PCR amplifications for these strains were performed on genomic DNA samples prepared with either DNAzol (Molecular Research Center), the DNeasy Blood and Tissue Kit (Qiagen) or the MasterPure DNA Purification Kit (Lucigen) using the Q5 or Phusion High Fidelity PCR Systems (New England Biolabs) under cycling conditions of: 98 °C for 2 min initial denaturation, and 35 cycles of 98 °C denaturation for 30 s, 58 to 68 °C annealing for 30 s, 30 s to 2 min extension at 72 °C, with a final 72 °C extension for 5 min. Amplified DNA was visualized on 0.8 to 1% agarose gels, isolated by gel elution and either sequenced directly using PCR primers or subcloned into the TOPO TA cloning vector and sequenced using M13 forward and reverse primers, with most PCR products sequenced on both strands. Forward (F) and reverse (R) primers used for amplification and sequencing of piggyBac and genomic insertion site sequencing are provided in Table S1.

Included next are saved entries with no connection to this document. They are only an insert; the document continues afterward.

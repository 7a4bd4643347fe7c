//! Configuration types and loading logic.

use std::net::Ipv6Addr;

use edge_tracing::TracingConfig;
use figment::providers::{Env, Format, Toml};
use figment::Figment;
use serde::Deserialize;

use crate::error::ConfigError;

/// Top-level edge configuration. Loaded once at startup, immutable afterwards.
#[derive(Debug, Clone, Default, Deserialize)]
pub struct ShaperConfig {
    #[serde(default)]
    pub server: ServerConfig,
    #[serde(default)]
    pub backend: BackendConfig,
    #[serde(default)]
    pub redirect: RedirectConfig,
    #[serde(default)]
    pub cors: CorsConfig,
    #[serde(default)]
    pub tracing: TracingConfig,
}

/// Inbound listener configuration.
#[derive(Debug, Clone, Deserialize)]
pub struct ServerConfig {
    #[serde(default = "default_listen_addresses")]
    pub listen_addresses: Vec<String>,

    /// Upper bound on a buffered inbound request body.
    #[serde(default = "default_max_body_bytes")]
    pub max_body_bytes: usize,
}

/// The single upstream origin.
#[derive(Debug, Clone, Deserialize)]
pub struct BackendConfig {
    #[serde(default = "default_backend_host")]
    pub host: String,

    #[serde(default = "default_backend_port")]
    pub port: u16,

    #[serde(default = "default_timeout")]
    pub timeout_secs: u64,
}

/// Plain-HTTP to HTTPS upgrade for one hostname.
#[derive(Debug, Clone, Deserialize)]
pub struct RedirectConfig {
    #[serde(default = "default_true")]
    pub enabled: bool,

    /// Matched case-insensitively against the start of the `Host` header.
    #[serde(default = "default_redirect_hostname")]
    pub hostname: String,
}

/// CORS headers set on every response whose path starts with `path_prefix`.
#[derive(Debug, Clone, Deserialize)]
pub struct CorsConfig {
    #[serde(default = "default_path_prefix")]
    pub path_prefix: String,

    #[serde(default = "default_allow_origin")]
    pub allow_origin: String,

    #[serde(default = "default_allow_methods")]
    pub allow_methods: String,

    #[serde(default = "default_allow_headers")]
    pub allow_headers: String,
}

fn default_listen_addresses() -> Vec<String> {
    vec!["0.0.0.0:80".to_string()]
}

fn default_max_body_bytes() -> usize {
    10 * 1024 * 1024
}

fn default_backend_host() -> String {
    "127.0.0.1".to_string()
}

fn default_backend_port() -> u16 {
    8000
}

fn default_timeout() -> u64 {
    60
}

fn default_true() -> bool {
    true
}

fn default_redirect_hostname() -> String {
    "connect.ilhasoft.mobi".to_string()
}

fn default_path_prefix() -> String {
    "/".to_string()
}

fn default_allow_origin() -> String {
    "*".to_string()
}

fn default_allow_methods() -> String {
    "GET, OPTIONS".to_string()
}

fn default_allow_headers() -> String {
    "Origin, Accept, Content-Type, X-Requested-With, X-CSRF-Token".to_string()
}

impl Default for ServerConfig {
    fn default() -> Self {
        Self {
            listen_addresses: default_listen_addresses(),
            max_body_bytes: default_max_body_bytes(),
        }
    }
}

impl Default for BackendConfig {
    fn default() -> Self {
        Self {
            host: default_backend_host(),
            port: default_backend_port(),
            timeout_secs: default_timeout(),
        }
    }
}

impl Default for RedirectConfig {
    fn default() -> Self {
        Self {
            enabled: default_true(),
            hostname: default_redirect_hostname(),
        }
    }
}

impl Default for CorsConfig {
    fn default() -> Self {
        Self {
            path_prefix: default_path_prefix(),
            allow_origin: default_allow_origin(),
            allow_methods: default_allow_methods(),
            allow_headers: default_allow_headers(),
        }
    }
}

impl BackendConfig {
    /// Base URL requests are forwarded to, without a trailing slash.
    pub fn base_url(&self) -> String {
        if self.host.parse::<Ipv6Addr>().is_ok() {
            format!("http://[{}]:{}", self.host, self.port)
        } else {
            format!("http://{}:{}", self.host, self.port)
        }
    }

    /// Parse a `host:port` override as given on the command line.
    pub fn set_address(&mut self, address: &str) -> Result<(), ConfigError> {
        let (host, port) = address
            .rsplit_once(':')
            .ok_or_else(|| ConfigError::BackendAddress(address.to_string()))?;
        self.port = port
            .parse()
            .map_err(|_| ConfigError::BackendAddress(address.to_string()))?;
        self.host = host.to_string();
        Ok(())
    }
}

impl ShaperConfig {
    /// Load configuration from TOML file and environment variables.
    ///
    /// Priority (highest to lowest):
    /// 1. Environment variables (EDGE_ prefix, __ for nesting)
    /// 2. TOML config file (a missing file is not an error)
    /// 3. Defaults
    pub fn load(config_path: &str) -> anyhow::Result<Self> {
        let config: ShaperConfig = Figment::new()
            .merge(Toml::file(config_path))
            .merge(Env::prefixed("EDGE_").split("__"))
            .extract()?;

        Ok(config)
    }

    /// Reject configurations the edge cannot serve with.
    ///
    /// CORS values are checked separately when the injector is built.
    pub fn validate(&self) -> Result<(), ConfigError> {
        if self.server.listen_addresses.is_empty() {
            return Err(ConfigError::NoListenAddress);
        }
        if self.backend.host.trim().is_empty() {
            return Err(ConfigError::EmptyBackendHost);
        }
        if self.backend.port == 0 {
            return Err(ConfigError::ZeroBackendPort);
        }
        if self.redirect.enabled && self.redirect.hostname.trim().is_empty() {
            return Err(ConfigError::EmptyRedirectHostname);
        }
        if !self.cors.path_prefix.starts_with('/') {
            return Err(ConfigError::PathPrefix(self.cors.path_prefix.clone()));
        }
        Ok(())
    }
}

#[cfg(test)]
mod tests {
    use super::*;
    use figment::Jail;

    #[test]
    fn test_defaults_without_file() {
        Jail::expect_with(|_jail| {
            let config = ShaperConfig::load("missing.toml").unwrap();

            assert_eq!(config.server.listen_addresses, vec!["0.0.0.0:80"]);
            assert_eq!(config.backend.base_url(), "http://127.0.0.1:8000");
            assert!(config.redirect.enabled);
            assert_eq!(config.redirect.hostname, "connect.ilhasoft.mobi");
            assert_eq!(config.cors.allow_origin, "*");
            assert_eq!(config.cors.allow_methods, "GET, OPTIONS");
            assert_eq!(
                config.cors.allow_headers,
                "Origin, Accept, Content-Type, X-Requested-With, X-CSRF-Token"
            );
            assert!(config.validate().is_ok());
            Ok(())
        });
    }

    #[test]
    fn test_toml_then_env_precedence() {
        Jail::expect_with(|jail| {
            jail.create_file(
                "edge.toml",
                r#"
                [server]
                listen_addresses = ["0.0.0.0:80", "0.0.0.0:8000"]

                [backend]
                host = "origin.internal"
                port = 9000

                [redirect]
                hostname = "app.example.org"
                "#,
            )?;
            jail.set_env("EDGE_BACKEND__PORT", "9100");

            let config = ShaperConfig::load("edge.toml").unwrap();

            assert_eq!(config.server.listen_addresses.len(), 2);
            assert_eq!(config.backend.host, "origin.internal");
            assert_eq!(config.backend.port, 9100);
            assert_eq!(config.redirect.hostname, "app.example.org");
            // Untouched sections keep their defaults
            assert_eq!(config.backend.timeout_secs, 60);
            assert_eq!(config.cors.path_prefix, "/");
            Ok(())
        });
    }

    #[test]
    fn test_validate_rejects_bad_values() {
        let mut config = ShaperConfig::default();
        config.backend.port = 0;
        assert!(matches!(config.validate(), Err(ConfigError::ZeroBackendPort)));

        let mut config = ShaperConfig::default();
        config.server.listen_addresses.clear();
        assert!(matches!(config.validate(), Err(ConfigError::NoListenAddress)));

        let mut config = ShaperConfig::default();
        config.redirect.hostname = " ".to_string();
        assert!(matches!(
            config.validate(),
            Err(ConfigError::EmptyRedirectHostname)
        ));

        // An empty hostname is fine once the rule is switched off
        config.redirect.enabled = false;
        assert!(config.validate().is_ok());

        let mut config = ShaperConfig::default();
        config.cors.path_prefix = "api".to_string();
        assert!(matches!(config.validate(), Err(ConfigError::PathPrefix(_))));
    }

    #[test]
    fn test_backend_address_override() {
        let mut backend = BackendConfig::default();
        backend.set_address("10.0.0.5:8080").unwrap();
        assert_eq!(backend.base_url(), "http://10.0.0.5:8080");

        assert!(backend.set_address("no-port").is_err());
        assert!(backend.set_address("host:http").is_err());
        // A failed override leaves the previous value in place
        assert_eq!(backend.base_url(), "http://10.0.0.5:8080");
    }

    #[test]
    fn test_ipv6_backend_host_is_bracketed() {
        let backend = BackendConfig {
            host: "::1".to_string(),
            ..BackendConfig::default()
        };
        assert_eq!(backend.base_url(), "http://[::1]:8000");

        let mut backend = BackendConfig::default();
        backend.set_address("[::1]:9000").unwrap();
        assert_eq!(backend.base_url(), "http://[::1]:9000");
    }
}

Sequence analysis and phylogenetic comparisons

DNA sequence analysis, alignments, and de novo assembly of the pBacBd-Kah homologous sequences from other B. dorsalis strains and Bactrocera species, and their genomic insertion sites, were performed using ClustalX35 and Clustal Omega36 within Geneious Prime software (Biomatters) and phylogenetic analysis was performed on MEGA_X37,38. Sequence pair distances were determined from the Clustal Omega multiple sequence alignments. Maximum Likelihood (ML) phylogenetic analysis using the General Time Reversible model37,39 with 1000 bootstrap replicates for branch support40 was performed on concatenated pBacBd-Kah and pBacBd-Kah homolog sequences, with and without adjacent genomic insertion site sequences.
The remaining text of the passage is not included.